There was real camaraderie in these events. There were some people who I chose to hang out with because we shared some everyday experiences – military mostly, college, civilian jobs, travel, etc. Running at the same pace dictated a lot of who you saw most of the time. Some people enjoyed talking while running, and others did not. I had been running for years before moving to New Orleans but had never participated with this intensity before.
Friendship is a significant part of life. Someone to share your collective experiences with who will not be judgmental – someone to share your thoughts and dreams and plans and can get realistic feedback on what you want to do. Many of us maintain contact with former classmates, old neighborhood friends, old workmates, military and professional society friends. We do that because we share common bonds. We enjoy their friendship. With social media, it is overly simple to maintain contact.

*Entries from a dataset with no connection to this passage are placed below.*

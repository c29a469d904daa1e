pub mod health;
pub mod metrics;
pub mod resolve;

use axum::routing::{get, post};
use axum::Router;

use crate::app_state::AppState;

/// API routes without the metrics endpoint or middleware layers.
pub fn api_router(state: AppState) -> Router {
    Router::new()
        .route("/health", get(health::health_check))
        .route("/api/v1/resolve", post(resolve::resolve_recipe))
        .with_state(state)
}
//! External recipe providers.
//!
//! Each provider is one variant of a closed set: its search summaries and
//! detail payloads are typed per provider, and conversion into the
//! canonical [`Recipe`] goes through [`IntoRecipe`].

pub mod spoonacular;
pub mod themealdb;

use std::time::Duration;

use crate::models::recipe::Recipe;
use crate::services::catalog::IngredientCatalog;

pub use spoonacular::{SpoonacularClient, SpoonacularRecipe};
pub use themealdb::{MealDbClient, MealDbMeal};

/// Error type for provider request failures (network, timeout, bad payload).
#[derive(Debug, thiserror::Error)]
pub enum ProviderError {
    #[error("HTTP request to {provider} failed: {source}")]
    Http {
        provider: &'static str,
        #[source]
        source: reqwest::Error,
    },

    #[error("{provider} did not answer within {after:?}")]
    Timeout {
        provider: &'static str,
        after: Duration,
    },

    #[error("{provider} returned HTTP {status}")]
    Status { provider: &'static str, status: u16 },

    #[error("{provider} has no recipe with id {id}")]
    NotFound { provider: &'static str, id: String },
}

/// A provider payload that could not be mapped to the canonical recipe shape.
#[derive(Debug, thiserror::Error)]
pub enum ConversionError {
    #[error("Payload is missing required field '{0}'")]
    MissingField(&'static str),

    #[error("Recipe '{0}' lists no usable ingredients")]
    NoIngredients(String),
}

/// One search hit, before details are fetched.
#[derive(Debug, Clone, Default, PartialEq)]
pub struct CandidateSummary {
    pub id: String,
    pub title: String,
    /// Provider rating, 0-100
    pub score: Option<f64>,
    pub likes: Option<i64>,
    pub ready_in_minutes: Option<u32>,
    pub ingredient_count: Option<usize>,
}

/// Full detail payload, tagged by provider.
#[derive(Debug, Clone)]
pub enum RawPayload {
    Spoonacular(Box<SpoonacularRecipe>),
    MealDb(Box<MealDbMeal>),
}

/// Output of a provider converter.
#[derive(Debug, Clone)]
pub struct ConvertedRecipe {
    pub recipe: Recipe,
    /// The converter inferred `dish_type` with high confidence
    pub authoritative_dish_type: bool,
    /// Lower-cased cuisines the provider attributes to the recipe
    pub cuisines: Vec<String>,
}

/// Provider-specific mapping into the canonical recipe shape.
pub trait IntoRecipe {
    fn into_recipe(self, catalog: &IngredientCatalog) -> Result<ConvertedRecipe, ConversionError>;
}

impl IntoRecipe for RawPayload {
    fn into_recipe(self, catalog: &IngredientCatalog) -> Result<ConvertedRecipe, ConversionError> {
        match self {
            RawPayload::Spoonacular(recipe) => recipe.into_recipe(catalog),
            RawPayload::MealDb(meal) => meal.into_recipe(catalog),
        }
    }
}

/// Configured providers, queried by the aggregator in list order.
pub enum Provider {
    Spoonacular(SpoonacularClient),
    MealDb(MealDbClient),
}

impl Provider {
    pub fn name(&self) -> &'static str {
        match self {
            Provider::Spoonacular(_) => spoonacular::PROVIDER_NAME,
            Provider::MealDb(_) => themealdb::PROVIDER_NAME,
        }
    }

    pub async fn search(
        &self,
        category: &str,
        ingredients: &[String],
        limit: usize,
    ) -> Result<Vec<CandidateSummary>, ProviderError> {
        match self {
            Provider::Spoonacular(client) => client.search(category, ingredients, limit).await,
            Provider::MealDb(client) => client.search(category, ingredients, limit).await,
        }
    }

    pub fn is_acceptable_quality(&self, summary: &CandidateSummary) -> bool {
        match self {
            Provider::Spoonacular(_) => spoonacular::is_acceptable_quality(summary),
            Provider::MealDb(_) => themealdb::is_acceptable_quality(summary),
        }
    }

    pub async fn get_details(&self, id: &str) -> Result<RawPayload, ProviderError> {
        match self {
            Provider::Spoonacular(client) => client
                .get_details(id)
                .await
                .map(|r| RawPayload::Spoonacular(Box::new(r))),
            Provider::MealDb(client) => client
                .get_details(id)
                .await
                .map(|m| RawPayload::MealDb(Box::new(m))),
        }
    }

    pub fn convert(
        &self,
        raw: RawPayload,
        catalog: &IngredientCatalog,
    ) -> Result<ConvertedRecipe, ConversionError> {
        raw.into_recipe(catalog)
    }
}

/// Shared HTTP client construction: every provider call carries a timeout.
pub(crate) fn http_client(timeout: Duration) -> Result<reqwest::Client, reqwest::Error> {
    reqwest::Client::builder()
        .user_agent(concat!("recipe-cascade/", env!("CARGO_PKG_VERSION")))
        .timeout(timeout)
        .build()
}

/// Split `minutes` of total time into (prep, cook), prep capped at 30.
pub(crate) fn split_total_time(total: u32) -> (u32, u32) {
    let prep = (total / 3).min(30);
    (prep, total - prep)
}

/// Build canonical ingredients from (name, amount) pairs, skipping blank names.
pub(crate) fn canonical_ingredients<'a>(
    catalog: &IngredientCatalog,
    lines: impl IntoIterator<Item = (&'a str, String)>,
) -> Vec<crate::models::recipe::RecipeIngredient> {
    lines
        .into_iter()
        .filter(|(name, _)| !name.trim().is_empty())
        .map(|(name, amount)| crate::models::recipe::RecipeIngredient {
            slug: catalog.canonical_slug(name),
            name: name.trim().to_string(),
            amount,
        })
        .collect()
}

#[cfg(test)]
mod tests {
    use super::*;

    #[test]
    fn test_split_total_time() {
        assert_eq!(split_total_time(45), (15, 30));
        assert_eq!(split_total_time(150), (30, 120));
        assert_eq!(split_total_time(0), (0, 0));
    }
}
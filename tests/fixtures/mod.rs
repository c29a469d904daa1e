//! Recipe and provider payload fixtures.

#![allow(dead_code)]

use serde_json::{json, Value};

use recipe_cascade::models::recipe::{Recipe, RecipeIngredient};

fn ingredient(slug: &str, name: &str, amount: &str) -> RecipeIngredient {
    RecipeIngredient {
        slug: slug.to_string(),
        name: name.to_string(),
        amount: amount.to_string(),
    }
}

fn recipe(
    id: &str,
    title: &str,
    cuisine: &str,
    dish_type: &str,
    ingredients: Vec<RecipeIngredient>,
    quality_score: u8,
) -> Recipe {
    Recipe {
        id: id.to_string(),
        title: title.to_string(),
        cuisine: cuisine.to_string(),
        dish_type: dish_type.to_string(),
        ingredients,
        instructions: vec![
            "Prepare the ingredients.".to_string(),
            "Cook everything together until done.".to_string(),
        ],
        prep_time: 15,
        cook_time: 20,
        servings: 4,
        source: id.split('_').next().unwrap_or("test").to_string(),
        quality_score,
        times_served: 0,
    }
}

/// Mexican chicken-thigh tacos; a generic "chicken" request reaches it
/// through family expansion.
pub fn chicken_tacos() -> Recipe {
    recipe(
        "themealdb_90001",
        "Chicken Tinga Tacos",
        "mexican",
        "main-course",
        vec![
            ingredient("chicken_thigh", "Chicken Thighs", "500 g"),
            ingredient("corn_tortilla", "Corn Tortillas", "8"),
            ingredient("onion", "Onion", "1"),
        ],
        80,
    )
}

/// Meat-bearing Mexican salsa, higher quality than the vegetarian one.
pub fn chorizo_salsa() -> Recipe {
    recipe(
        "spoonacular_90002",
        "Chorizo Salsa",
        "mexican",
        "main-course",
        vec![
            ingredient("chorizo", "Chorizo", "200 g"),
            ingredient("onion", "Onion", "1"),
            ingredient("tomato", "Tomatoes", "3"),
        ],
        95,
    )
}

pub fn pico_de_gallo() -> Recipe {
    recipe(
        "themealdb_90003",
        "Pico de Gallo",
        "mexican",
        "main-course",
        vec![
            ingredient("onion", "Onion", "1"),
            ingredient("tomato", "Tomatoes", "4"),
            ingredient("cilantro", "Cilantro", "1 bunch"),
        ],
        50,
    )
}

/// Thai chicken dish sharing two ingredients with the surf-and-turf request
/// but only one of its proteins.
pub fn thai_chicken_lemongrass() -> Recipe {
    recipe(
        "themealdb_90004",
        "Lemongrass Chicken",
        "thai",
        "stir-fry",
        vec![
            ingredient("chicken", "Chicken", "400 g"),
            ingredient("lemongrass", "Lemongrass", "2 stalks"),
        ],
        95,
    )
}

pub fn thai_chicken_shrimp() -> Recipe {
    recipe(
        "themealdb_90005",
        "Chicken and Prawn Stir Fry",
        "thai",
        "stir-fry",
        vec![
            ingredient("chicken_breast", "Chicken Breast", "300 g"),
            ingredient("shrimp", "Prawns", "200 g"),
        ],
        60,
    )
}

/// Egg and chorizo: acceptable for an egg request unless meat is ruled out.
pub fn huevos_con_chorizo() -> Recipe {
    recipe(
        "themealdb_90006",
        "Huevos con Chorizo",
        "mexican",
        "breakfast",
        vec![
            ingredient("egg", "Eggs", "4"),
            ingredient("chorizo", "Chorizo", "150 g"),
            ingredient("onion", "Onion", "1"),
        ],
        95,
    )
}

pub fn huevos_a_la_mexicana() -> Recipe {
    recipe(
        "themealdb_90007",
        "Huevos a la Mexicana",
        "mexican",
        "breakfast",
        vec![
            ingredient("egg", "Eggs", "4"),
            ingredient("onion", "Onion", "1"),
            ingredient("tomato", "Tomatoes", "2"),
        ],
        60,
    )
}

/// Thai rice dish seasoned with fish sauce and nothing else animal-derived.
pub fn thai_fish_sauce_rice() -> Recipe {
    recipe(
        "themealdb_90008",
        "Thai Fried Rice",
        "thai",
        "stir-fry",
        vec![
            ingredient("rice", "Rice", "2 cups"),
            ingredient("onion", "Onion", "1"),
            ingredient("fish_sauce", "Fish Sauce", "2 tbsp"),
        ],
        90,
    )
}

pub fn thai_basil_rice() -> Recipe {
    recipe(
        "themealdb_90009",
        "Thai Basil Rice",
        "thai",
        "stir-fry",
        vec![
            ingredient("rice", "Rice", "2 cups"),
            ingredient("onion", "Onion", "1"),
            ingredient("basil", "Basil", "1 bunch"),
        ],
        55,
    )
}

pub fn kenyan_plantain_stir_fry() -> Recipe {
    recipe(
        "themealdb_90010",
        "Matoke Stir Fry",
        "kenyan",
        "stir-fry",
        vec![
            ingredient("plantain", "Plantain", "4"),
            ingredient("onion", "Onion", "1"),
        ],
        70,
    )
}

pub fn cuban_plantain_stir_fry() -> Recipe {
    recipe(
        "themealdb_90011",
        "Platanos Salteados",
        "cuban",
        "stir-fry",
        vec![
            ingredient("plantain", "Plantain", "3"),
            ingredient("onion", "Onion", "1"),
        ],
        70,
    )
}

// ── TheMealDB lookup payloads ───────────────────────────────────────────

pub fn meal(id: &str, title: &str, area: &str, category: &str, ingredients: &[&str], instructions: &str) -> Value {
    let mut meal = json!({
        "idMeal": id,
        "strMeal": title,
        "strCategory": category,
        "strArea": area,
        "strInstructions": instructions,
        "strSource": null,
    });
    for n in 1..=20 {
        let (name, measure) = match ingredients.get(n - 1) {
            Some(name) => (json!(name), json!("1 cup")),
            None => (json!(""), json!("")),
        };
        meal[format!("strIngredient{n}")] = name;
        meal[format!("strMeasure{n}")] = measure;
    }
    meal
}

pub fn kung_pao_chicken() -> Value {
    meal(
        "52945",
        "Kung Pao Chicken",
        "Chinese",
        "Chicken",
        &["Chicken", "Soy Sauce", "Garlic", "Ginger"],
        "Marinate the chicken in soy sauce.\nStir fry the chicken in a hot wok until browned.\nAdd garlic and ginger and toss quickly.",
    )
}

/// Chinese chicken dish whose title says nothing about its dish type.
pub fn sesame_chicken() -> Value {
    meal(
        "52946",
        "General Tso's Chicken",
        "Chinese",
        "Chicken",
        &["Chicken", "Soy Sauce", "Sesame Oil"],
        "Coat the chicken pieces in flour.\nDeep fry in hot oil until crisp.\nToss with the sauce.",
    )
}

pub fn chicken_fajitas() -> Value {
    meal(
        "52947",
        "Chicken Fajitas",
        "Mexican",
        "Chicken",
        &["Chicken Breast", "Bell Pepper", "Onion", "Lime", "Corn Tortillas"],
        "Slice the chicken and peppers.\nSear the chicken in a hot pan for 8 minutes.\nAdd the peppers and onion and cook for 5 minutes.\nServe in warm tortillas with lime.",
    )
}

pub fn thai_chicken_only_meal() -> Value {
    meal(
        "52950",
        "Thai Chicken Basil",
        "Thai",
        "Chicken",
        &["Chicken", "Basil", "Fish Sauce"],
        "Stir fry the chicken with basil.\nSeason with fish sauce.",
    )
}

pub fn thai_chicken_shrimp_meal() -> Value {
    meal(
        "52951",
        "Thai Chicken and Shrimp Noodles",
        "Thai",
        "Chicken",
        &["Chicken", "Shrimp", "Fish Sauce", "Rice"],
        "Stir fry the chicken and shrimp.\nAdd the noodles and fish sauce.",
    )
}

/// `count` interchangeable Mexican chicken meals with ids from 60001.
pub fn mexican_chicken_meals(count: usize) -> Vec<Value> {
    (1..=count)
        .map(|n| {
            meal(
                &format!("{}", 60000 + n),
                &format!("Chicken Tinga {n}"),
                "Mexican",
                "Chicken",
                &["Chicken", "Onion", "Tomato"],
                "Simmer the chicken with onion and tomato.\nShred and serve.",
            )
        })
        .collect()
}

pub fn african_plantain_stir_fry() -> Value {
    meal(
        "52960",
        "Plantain Stir Fry",
        "African",
        "Vegetarian",
        &["Plantain", "Onion"],
        "Slice the plantain and onion.\nStir fry in a hot pan until golden.",
    )
}

// ── Spoonacular information payloads ────────────────────────────────────

pub fn spoonacular_enchiladas() -> Value {
    json!({
        "id": 715538,
        "title": "Chicken Enchiladas",
        "cuisines": ["Mexican"],
        "dishTypes": ["main course"],
        "spoonacularScore": 88.0,
        "aggregateLikes": 42,
        "readyInMinutes": 45,
        "servings": 4,
        "extendedIngredients": [
            {"name": "chicken breast", "amount": 2.0, "unit": ""},
            {"name": "corn tortillas", "amount": 8.0, "unit": ""},
            {"name": "onion", "amount": 1.0, "unit": ""}
        ],
        "analyzedInstructions": [{"steps": [
            {"number": 1, "step": "Poach and shred the chicken."},
            {"number": 2, "step": "Roll in tortillas and bake with sauce."}
        ]}]
    })
}

/// Well-formed but rated below the quality gate.
pub fn spoonacular_low_rated() -> Value {
    json!({
        "id": 1001,
        "title": "Sad Chicken",
        "cuisines": ["Mexican"],
        "spoonacularScore": 20.0,
        "aggregateLikes": 0,
        "readyInMinutes": 30,
        "extendedIngredients": [
            {"name": "chicken", "amount": 1.0, "unit": "lb"},
            {"name": "onion", "amount": 1.0, "unit": ""},
            {"name": "tomato", "amount": 1.0, "unit": ""}
        ]
    })
}
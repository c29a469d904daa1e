use axum::extract::State;
use axum::http::StatusCode;
use axum::Json;
use serde::Serialize;

use crate::app_state::AppState;
use crate::db::recipe_queries;

#[derive(Serialize)]
pub struct HealthResponse {
    pub status: String,
    pub version: String,
    pub checks: HealthChecks,
}

#[derive(Serialize)]
pub struct HealthChecks {
    pub database: ComponentHealth,
}

#[derive(Serialize)]
pub struct ComponentHealth {
    pub status: String,
    pub latency_ms: Option<u64>,
    #[serde(skip_serializing_if = "Option::is_none")]
    pub cached_recipes: Option<i64>,
}

/// GET /health — cache database connectivity and size.
pub async fn health_check(State(state): State<AppState>) -> (StatusCode, Json<HealthResponse>) {
    let start = std::time::Instant::now();

    let db_check = match state.db.acquire().await {
        Ok(mut conn) => match recipe_queries::count_recipes(&mut conn).await {
            Ok(count) => ComponentHealth {
                status: "ok".to_string(),
                latency_ms: Some(start.elapsed().as_millis() as u64),
                cached_recipes: Some(count),
            },
            Err(e) => {
                tracing::warn!(error = %e, "Health check query failed");
                ComponentHealth {
                    status: "error".to_string(),
                    latency_ms: None,
                    cached_recipes: None,
                }
            }
        },
        Err(e) => {
            tracing::warn!(error = %e, "Health check could not acquire a connection");
            ComponentHealth {
                status: "error".to_string(),
                latency_ms: None,
                cached_recipes: None,
            }
        }
    };

    let healthy = db_check.status == "ok";
    let status_code = if healthy {
        StatusCode::OK
    } else {
        StatusCode::SERVICE_UNAVAILABLE
    };

    let response = HealthResponse {
        status: if healthy { "ok" } else { "degraded" }.to_string(),
        version: env!("CARGO_PKG_VERSION").to_string(),
        checks: HealthChecks { database: db_check },
    };

    (status_code, Json(response))
}
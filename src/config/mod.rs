use serde::Deserialize;

#[derive(Debug, Clone, Deserialize)]
pub struct AppConfig {
    /// Server bind address (e.g., "0.0.0.0:3000"). Unused by the maintenance binary.
    #[serde(default = "default_bind_addr")]
    pub bind_addr: String,

    /// SQLite connection string; the file is created when missing
    #[serde(default = "default_database_url")]
    pub database_url: String,

    #[serde(default = "default_db_max_connections")]
    pub db_max_connections: u32,

    /// Spoonacular API key. The provider is disabled when unset.
    pub spoonacular_api_key: Option<String>,

    #[serde(default = "default_spoonacular_base_url")]
    pub spoonacular_base_url: String,

    /// TheMealDB API key ("1" is the public test key)
    #[serde(default = "default_mealdb_api_key")]
    pub mealdb_api_key: String,

    #[serde(default = "default_mealdb_base_url")]
    pub mealdb_base_url: String,

    #[serde(default = "default_true")]
    pub mealdb_enabled: bool,

    /// Timeout applied to every outbound provider call
    #[serde(default = "default_provider_timeout_secs")]
    pub provider_timeout_secs: u64,

    /// `limit` passed to provider search endpoints
    #[serde(default = "default_provider_result_limit")]
    pub provider_result_limit: usize,

    /// Cloudflare account ID (generative chef)
    pub cf_account_id: Option<String>,

    /// Cloudflare Workers AI API token (generative chef)
    pub cf_api_token: Option<String>,

    #[serde(default = "default_cf_model")]
    pub cf_model: String,

    /// Optional overrides for the embedded knowledge files
    pub atlas_path: Option<String>,
    pub catalog_path: Option<String>,
    pub families_path: Option<String>,
    pub dish_types_path: Option<String>,

    /// Share of cuisine-specific ingredients that must fit a cuisine before
    /// it is queried as a provider category or sister cuisine
    #[serde(default = "default_sister_compat_threshold")]
    pub sister_compat_threshold: f64,

    #[serde(default = "default_max_sister_cuisines")]
    pub max_sister_cuisines: usize,

    /// Rows fetched per cache query before protein validation
    #[serde(default = "default_local_candidate_limit")]
    pub local_candidate_limit: u32,
}

fn default_bind_addr() -> String {
    "0.0.0.0:3000".to_string()
}

fn default_database_url() -> String {
    "sqlite://recipes.db".to_string()
}

fn default_db_max_connections() -> u32 {
    8
}

fn default_spoonacular_base_url() -> String {
    "https://api.spoonacular.com".to_string()
}

fn default_mealdb_api_key() -> String {
    "1".to_string()
}

fn default_mealdb_base_url() -> String {
    "https://www.themealdb.com/api/json/v1".to_string()
}

fn default_true() -> bool {
    true
}

fn default_provider_timeout_secs() -> u64 {
    8
}

fn default_provider_result_limit() -> usize {
    10
}

fn default_cf_model() -> String {
    "@cf/meta/llama-3.1-8b-instruct".to_string()
}

fn default_sister_compat_threshold() -> f64 {
    0.5
}

fn default_max_sister_cuisines() -> usize {
    5
}

fn default_local_candidate_limit() -> u32 {
    25
}

impl AppConfig {
    pub fn from_env() -> Result<Self, envy::Error> {
        dotenvy::dotenv().ok();
        envy::from_env()
    }

    /// Workers AI credentials, when both halves are configured.
    pub fn workers_ai_credentials(&self) -> Option<(&str, &str)> {
        match (self.cf_account_id.as_deref(), self.cf_api_token.as_deref()) {
            (Some(account), Some(token)) if !account.is_empty() && !token.is_empty() => {
                Some((account, token))
            }
            _ => None,
        }
    }
}
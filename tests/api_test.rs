mod fixtures;
mod helpers;

use serde_json::{json, Value};

use recipe_cascade::app_state::AppState;
use recipe_cascade::routes::api_router;
use recipe_cascade::services::generator::Chef;

use helpers::{harness, seed, template_chef};

/// Serve the API on an ephemeral port and return its base URL.
async fn spawn_api() -> String {
    let h = harness(vec![], Chef::Template(template_chef())).await;
    seed(h.resolver.cache(), &[fixtures::chicken_tacos()]).await;
    let app = api_router(AppState::new(h.pool.clone(), h.resolver));

    let listener = tokio::net::TcpListener::bind("127.0.0.1:0").await.unwrap();
    let addr = listener.local_addr().unwrap();
    tokio::spawn(async move {
        axum::serve(listener, app).await.unwrap();
    });
    format!("http://{addr}")
}

#[tokio::test]
async fn test_health_reports_cache_size() {
    let base = spawn_api().await;

    let response = reqwest::get(format!("{base}/health")).await.unwrap();
    assert_eq!(response.status(), 200);

    let body: Value = response.json().await.unwrap();
    assert_eq!(body["status"], "ok");
    assert_eq!(body["checks"]["database"]["cached_recipes"], 1);
}

#[tokio::test]
async fn test_resolve_serves_cached_recipe() {
    let base = spawn_api().await;

    let response = reqwest::Client::new()
        .post(format!("{base}/api/v1/resolve"))
        .json(&json!({"cuisine": "Mexican", "ingredients": ["chicken"]}))
        .send()
        .await
        .unwrap();
    assert_eq!(response.status(), 200);

    let body: Value = response.json().await.unwrap();
    assert_eq!(body["status"], "resolved");
    assert_eq!(body["recipe"]["id"], "themealdb_90001");
    assert_eq!(body["provenance"]["level"], 1);
}

#[tokio::test]
async fn test_resolve_generates_for_unknown_cuisine() {
    let base = spawn_api().await;

    let response = reqwest::Client::new()
        .post(format!("{base}/api/v1/resolve"))
        .json(&json!({"cuisine": "atlantean", "dish_type": "soup", "ingredients": ["onion"]}))
        .send()
        .await
        .unwrap();
    assert_eq!(response.status(), 200);

    let body: Value = response.json().await.unwrap();
    assert_eq!(body["status"], "resolved");
    assert_eq!(body["provenance"]["level"], 4);
    assert_eq!(body["recipe"]["cuisine"], "atlantean");
    assert_eq!(body["recipe"]["dish_type"], "soup");
}

#[tokio::test]
async fn test_resolve_rejects_empty_cuisine() {
    let base = spawn_api().await;

    let response = reqwest::Client::new()
        .post(format!("{base}/api/v1/resolve"))
        .json(&json!({"cuisine": "", "ingredients": ["chicken"]}))
        .send()
        .await
        .unwrap();
    assert_eq!(response.status(), 422);

    let body: Value = response.json().await.unwrap();
    assert_eq!(body["error"], "invalid request");
}

#[tokio::test]
async fn test_resolve_rejects_unknown_preference() {
    let base = spawn_api().await;

    let response = reqwest::Client::new()
        .post(format!("{base}/api/v1/resolve"))
        .json(&json!({"cuisine": "thai", "dietary_preference": "carnivore"}))
        .send()
        .await
        .unwrap();
    assert!(response.status().is_client_error());
}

What we don’t do most of the time is to choose those friends who will help us achieve our dreams. We typically hang out with people in our social strata – same salary, same job titles, same church, same this and that. We don’t have that millionaire mentor to help us step up the pace when we need to.
My favorite race in New Orleans was to run right after a summer shower. The steam was visible above the water puddles on the park trail. I wasn’t running to win; I was running to have fun (staying in my comfort zone). That’s the way most of us are – we live our lives to have fun. We enjoy the contentment and security of our comfort zones.
To win your age group or your weight group, you have to put out more effort and intense focus. I was running five or six days a week – I certainly had the stamina to run a faster race, but I didn’t enjoy it. I didn’t have that goal to be better – a little, maybe, but not significantly better.
If it means giving up a television show or two tonight to meet with someone, we usually pass. Our relaxation after work is like my running for enjoyment – not to be better than I was. I didn’t have a mentor to tell me to develop a plan. Let’s run this month and focus on this aspect of running. Next, we’ll do this. Then, in that race in September, you can prove that this extra work has paid off.
I wish I had that mentor now, but I just didn’t see the value of it then. I believe that most people are that way. They don’t have friends who will pull them to the next level. They don’t have a mentor to help them develop a plan and stick with it. It doesn’t take a lot of energy to have a better lifestyle. You just have to earn it.
Mentors can be found in many places. The cheapest mentors are in books, CDs, and DVDs (find a mentor and buy his materials). Spend a few bucks (or go on the internet, or better yet go onto YouTube) and develop that area of your life that needs work.
As in the running, you have to do something. You can’t be a better runner just by reading about it. Find someone (or something) to help you get off the couch and begin your journey.